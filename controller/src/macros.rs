/// Log a line on the diagnostic channel
///
/// Compiled to nothing unless the `diagnostics` feature is enabled.
macro_rules! diagnostic {
	($($arg:tt)*) => {
		if cfg!(feature = "diagnostics") {
			log::info!($($arg)*);
		}
	};
}
use num_derive::{FromPrimitive, ToPrimitive};

/// One of the four H-bridge driven DC motor channels
#[derive(Clone, Debug, PartialEq, Eq, Copy, FromPrimitive, ToPrimitive)]
pub enum MotorId {
	A = 0,
	B,
	C,
	D,
}

/// One of the two bipolar stepper channels
///
/// A stepper drives the coil and enable pins of two motor channels,
/// stepper one those of A and B, stepper two those of C and D.
#[derive(Clone, Debug, PartialEq, Eq, Copy, FromPrimitive, ToPrimitive)]
pub enum StepperId {
	One = 0,
	Two,
}

impl MotorId {
	pub const ALL: [MotorId; 4] = [MotorId::A, MotorId::B, MotorId::C, MotorId::D];

	#[inline]
	pub fn index(&self) -> usize {
		*self as usize
	}

	/// The stepper sharing this motor's pins
	#[inline]
	pub fn owner(&self) -> StepperId {
		match self {
			MotorId::A | MotorId::B => StepperId::One,
			MotorId::C | MotorId::D => StepperId::Two,
		}
	}
}

impl StepperId {
	pub const ALL: [StepperId; 2] = [StepperId::One, StepperId::Two];

	#[inline]
	pub fn index(&self) -> usize {
		*self as usize
	}

	/// The two motor channels whose pins this stepper claims
	#[inline]
	pub fn claims(&self) -> [MotorId; 2] {
		match self {
			StepperId::One => [MotorId::A, MotorId::B],
			StepperId::Two => [MotorId::C, MotorId::D],
		}
	}
}
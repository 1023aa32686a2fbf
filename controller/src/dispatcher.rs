//! Applies decoded commands to the channel registry
//!
//! Commands for channels that are currently owned by the other mode are
//! dropped without touching the registry or any pin. Every accepted
//! command takes effect immediately.

use crate::registry::ChannelRegistry;
use crate::Error;
use embedded_hal::digital::OutputPin;
use motorbus_core::channel::{MotorId, StepperId};
use motorbus_protocol::Command;

/// Reasons a command was not applied
///
/// None of these are reported to the host.
#[derive(Debug, PartialEq, Eq, Clone, Copy)]
pub enum DispatchError {
	/// The type value has no dispatch rule
	UnknownCommandType(u16),
	/// The target pins belong to the other mode of this stepper pair
	OwnershipConflict(StepperId),
	IOError,
}

impl From<Error> for DispatchError {
	fn from(_: Error) -> Self {
		DispatchError::IOError
	}
}

pub fn dispatch<P>(registry: &mut ChannelRegistry<P>, command: &Command) -> Result<(), DispatchError>
where
	P: OutputPin,
{
	match *command {
		Command::MotorForward(motor, forward) => {
			motor_mode(registry, motor)?;
			registry.motor_mut(motor).set_direction(forward.into())?;
		}
		Command::MotorEnabled(motor, enabled) => {
			motor_mode(registry, motor)?;
			registry.motor_mut(motor).set_enabled(enabled)?;
		}
		Command::StepperSpeed(stepper, speed) => {
			// speed may be armed before the stepper owns its pins
			registry.stepper_mut(stepper).set_target_speed(speed);
		}
		Command::StepperEnabled(stepper, enabled) => {
			stepper_mode(registry, stepper)?;
			registry.set_stepper_enabled(stepper, enabled)?;
		}
		Command::StepperUsed(stepper, used) => {
			registry.set_using_stepper(stepper, used);
		}
		Command::StepperStepsPerRevolution(..) | Command::Unknown(_) => {
			return Err(DispatchError::UnknownCommandType(command.raw_type()));
		}
	}
	Ok(())
}

fn motor_mode<P: OutputPin>(registry: &ChannelRegistry<P>, motor: MotorId) -> Result<(), DispatchError> {
	if registry.is_stepper_owned(motor) {
		Err(DispatchError::OwnershipConflict(motor.owner()))
	} else {
		Ok(())
	}
}

fn stepper_mode<P: OutputPin>(
	registry: &ChannelRegistry<P>,
	stepper: StepperId,
) -> Result<(), DispatchError> {
	if registry.is_using_stepper(stepper) {
		Ok(())
	} else {
		Err(DispatchError::OwnershipConflict(stepper))
	}
}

- WHAT TO DO
Which lines of the data contain the string "this"? Copy each of them.

- REPLY
	/// The stepper sharing this motor's pins
	/// The two motor channels whose pins this stepper claims
	/// The target pins belong to the other mode of this stepper pair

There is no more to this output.